* What is expected: Scan the listing below for lines with "PgOrderStore" in them. Give their number and nothing more.
----- Task material -----
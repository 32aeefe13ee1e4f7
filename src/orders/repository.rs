use async_trait::async_trait;
use sqlx::PgPool;
use std::collections::HashMap;
use uuid::Uuid;

use crate::db::StoreResult;
use crate::orders::{
    FulfillmentStatus, NewOrder, Order, OrderInsert, OrderItem, OrderWithItems, PaymentStatus,
};
use crate::query::Page;

const ORDER_COLUMNS: &str = "id, user_id, subtotal, discount_amount, total_amount, shipping_address, \
     phone_number, payment_method, payment_status, external_payment_ref, coupon_code, status, \
     is_deleted, created_at, updated_at";

const ITEM_COLUMNS: &str =
    "order_id, line_no, product_id, product_name, quantity, price_at_purchase, size, color, subtotal";

/// Persistence for orders and their frozen line items
#[async_trait]
pub trait OrderStore: Send + Sync {
    /// Insert an order with its items atomically
    ///
    /// When `external_payment_ref` is already taken nothing is written and
    /// [`OrderInsert::DuplicatePaymentRef`] is returned.
    async fn insert(&self, order: &NewOrder) -> StoreResult<OrderInsert>;

    async fn find_by_id(&self, id: Uuid, include_deleted: bool) -> StoreResult<Option<OrderWithItems>>;

    /// Non-deleted orders of one user, newest first
    async fn list_for_user(&self, user_id: Uuid) -> StoreResult<Vec<OrderWithItems>>;

    /// One page of all non-deleted orders, newest first, plus the total count
    async fn list_all(&self, page: Page) -> StoreResult<(Vec<OrderWithItems>, i64)>;

    async fn count(&self) -> StoreResult<i64>;

    /// Move the fulfillment status, only if it is still `expected`
    async fn update_status(
        &self,
        id: Uuid,
        expected: FulfillmentStatus,
        status: FulfillmentStatus,
    ) -> StoreResult<Option<Order>>;

    /// Move the payment status, only if it is still `expected`
    async fn update_payment_status(
        &self,
        id: Uuid,
        expected: PaymentStatus,
        status: PaymentStatus,
    ) -> StoreResult<Option<Order>>;

    /// Flag an order as deleted; false if it was missing or already deleted
    async fn soft_delete(&self, id: Uuid) -> StoreResult<bool>;
}

/// PostgreSQL implementation of [`OrderStore`]
#[derive(Clone)]
pub struct PgOrderStore {
    pool: PgPool,
}

impl PgOrderStore {
    pub fn new(pool: PgPool) -> Self {
        Self { pool }
    }

    async fn attach_items(&self, orders: Vec<Order>) -> StoreResult<Vec<OrderWithItems>> {
        if orders.is_empty() {
            return Ok(Vec::new());
        }
        let ids: Vec<Uuid> = orders.iter().map(|o| o.id).collect();
        let items = sqlx::query_as::<_, OrderItem>(&format!(
            "SELECT {ITEM_COLUMNS} FROM order_items WHERE order_id = ANY($1) ORDER BY order_id, line_no"
        ))
        .bind(&ids)
        .fetch_all(&self.pool)
        .await?;

        let mut by_order: HashMap<Uuid, Vec<OrderItem>> = HashMap::new();
        for item in items {
            by_order.entry(item.order_id).or_default().push(item);
        }

        Ok(orders
            .into_iter()
            .map(|order| {
                let items = by_order.remove(&order.id).unwrap_or_default();
                OrderWithItems { order, items }
            })
            .collect())
    }

    async fn attach_one(&self, order: Option<Order>) -> StoreResult<Option<OrderWithItems>> {
        match order {
            Some(order) => Ok(self.attach_items(vec![order]).await?.pop()),
            None => Ok(None),
        }
    }
}

#[async_trait]
impl OrderStore for PgOrderStore {
    async fn insert(&self, new_order: &NewOrder) -> StoreResult<OrderInsert> {
        let mut tx = self.pool.begin().await?;

        // A NULL reference never conflicts, so only gateway-backed orders are deduplicated
        let order = sqlx::query_as::<_, Order>(&format!(
            r#"
            INSERT INTO orders (user_id, subtotal, discount_amount, total_amount, shipping_address,
                                phone_number, payment_method, payment_status, external_payment_ref,
                                coupon_code)
            VALUES ($1, $2, $3, $4, $5, $6, $7, $8, $9, $10)
            ON CONFLICT (external_payment_ref) DO NOTHING
            RETURNING {ORDER_COLUMNS}
            "#
        ))
        .bind(new_order.user_id)
        .bind(new_order.subtotal)
        .bind(new_order.discount_amount)
        .bind(new_order.total_amount)
        .bind(&new_order.shipping_address)
        .bind(&new_order.phone_number)
        .bind(new_order.payment_method)
        .bind(new_order.payment_status)
        .bind(&new_order.external_payment_ref)
        .bind(&new_order.coupon_code)
        .fetch_optional(&mut *tx)
        .await?;

        let Some(order) = order else {
            tx.rollback().await?;
            return Ok(OrderInsert::DuplicatePaymentRef);
        };

        let mut items = Vec::with_capacity(new_order.items.len());
        for (line_no, item) in (1..).zip(&new_order.items) {
            let row = sqlx::query_as::<_, OrderItem>(&format!(
                r#"
                INSERT INTO order_items (order_id, line_no, product_id, product_name, quantity,
                                         price_at_purchase, size, color, subtotal)
                VALUES ($1, $2, $3, $4, $5, $6, $7, $8, $9)
                RETURNING {ITEM_COLUMNS}
                "#
            ))
            .bind(order.id)
            .bind(line_no)
            .bind(item.product_id)
            .bind(&item.product_name)
            .bind(item.quantity)
            .bind(item.price_at_purchase)
            .bind(&item.size)
            .bind(&item.color)
            .bind(item.subtotal())
            .fetch_one(&mut *tx)
            .await?;
            items.push(row);
        }

        tx.commit().await?;
        Ok(OrderInsert::Created(OrderWithItems { order, items }))
    }

    async fn find_by_id(&self, id: Uuid, include_deleted: bool) -> StoreResult<Option<OrderWithItems>> {
        let order = sqlx::query_as::<_, Order>(&format!(
            "SELECT {ORDER_COLUMNS} FROM orders WHERE id = $1 AND ($2 OR is_deleted = FALSE)"
        ))
        .bind(id)
        .bind(include_deleted)
        .fetch_optional(&self.pool)
        .await?;
        self.attach_one(order).await
    }

    async fn list_for_user(&self, user_id: Uuid) -> StoreResult<Vec<OrderWithItems>> {
        let orders = sqlx::query_as::<_, Order>(&format!(
            r#"
            SELECT {ORDER_COLUMNS}
            FROM orders
            WHERE user_id = $1 AND is_deleted = FALSE
            ORDER BY created_at DESC, id
            "#
        ))
        .bind(user_id)
        .fetch_all(&self.pool)
        .await?;
        self.attach_items(orders).await
    }

    async fn list_all(&self, page: Page) -> StoreResult<(Vec<OrderWithItems>, i64)> {
        let orders = sqlx::query_as::<_, Order>(&format!(
            r#"
            SELECT {ORDER_COLUMNS}
            FROM orders
            WHERE is_deleted = FALSE
            ORDER BY created_at DESC, id
            LIMIT $1 OFFSET $2
            "#
        ))
        .bind(i64::from(page.size))
        .bind(i64::try_from(page.offset()).unwrap_or(i64::MAX))
        .fetch_all(&self.pool)
        .await?;

        let total = self.count().await?;
        Ok((self.attach_items(orders).await?, total))
    }

    async fn count(&self) -> StoreResult<i64> {
        let total: i64 = sqlx::query_scalar("SELECT COUNT(*) FROM orders WHERE is_deleted = FALSE")
            .fetch_one(&self.pool)
            .await?;
        Ok(total)
    }

    async fn update_status(
        &self,
        id: Uuid,
        expected: FulfillmentStatus,
        status: FulfillmentStatus,
    ) -> StoreResult<Option<Order>> {
        let order = sqlx::query_as::<_, Order>(&format!(
            r#"
            UPDATE orders
            SET status = $3, updated_at = NOW()
            WHERE id = $1 AND status = $2 AND is_deleted = FALSE
            RETURNING {ORDER_COLUMNS}
            "#
        ))
        .bind(id)
        .bind(expected)
        .bind(status)
        .fetch_optional(&self.pool)
        .await?;
        Ok(order)
    }

    async fn update_payment_status(
        &self,
        id: Uuid,
        expected: PaymentStatus,
        status: PaymentStatus,
    ) -> StoreResult<Option<Order>> {
        let order = sqlx::query_as::<_, Order>(&format!(
            r#"
            UPDATE orders
            SET payment_status = $3, updated_at = NOW()
            WHERE id = $1 AND payment_status = $2 AND is_deleted = FALSE
            RETURNING {ORDER_COLUMNS}
            "#
        ))
        .bind(id)
        .bind(expected)
        .bind(status)
        .fetch_optional(&self.pool)
        .await?;
        Ok(order)
    }

    async fn soft_delete(&self, id: Uuid) -> StoreResult<bool> {
        let result = sqlx::query(
            "UPDATE orders SET is_deleted = TRUE, updated_at = NOW() WHERE id = $1 AND is_deleted = FALSE",
        )
        .bind(id)
        .execute(&self.pool)
        .await?;
        Ok(result.rows_affected() > 0)
    }
}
-----
* Exercise output: 3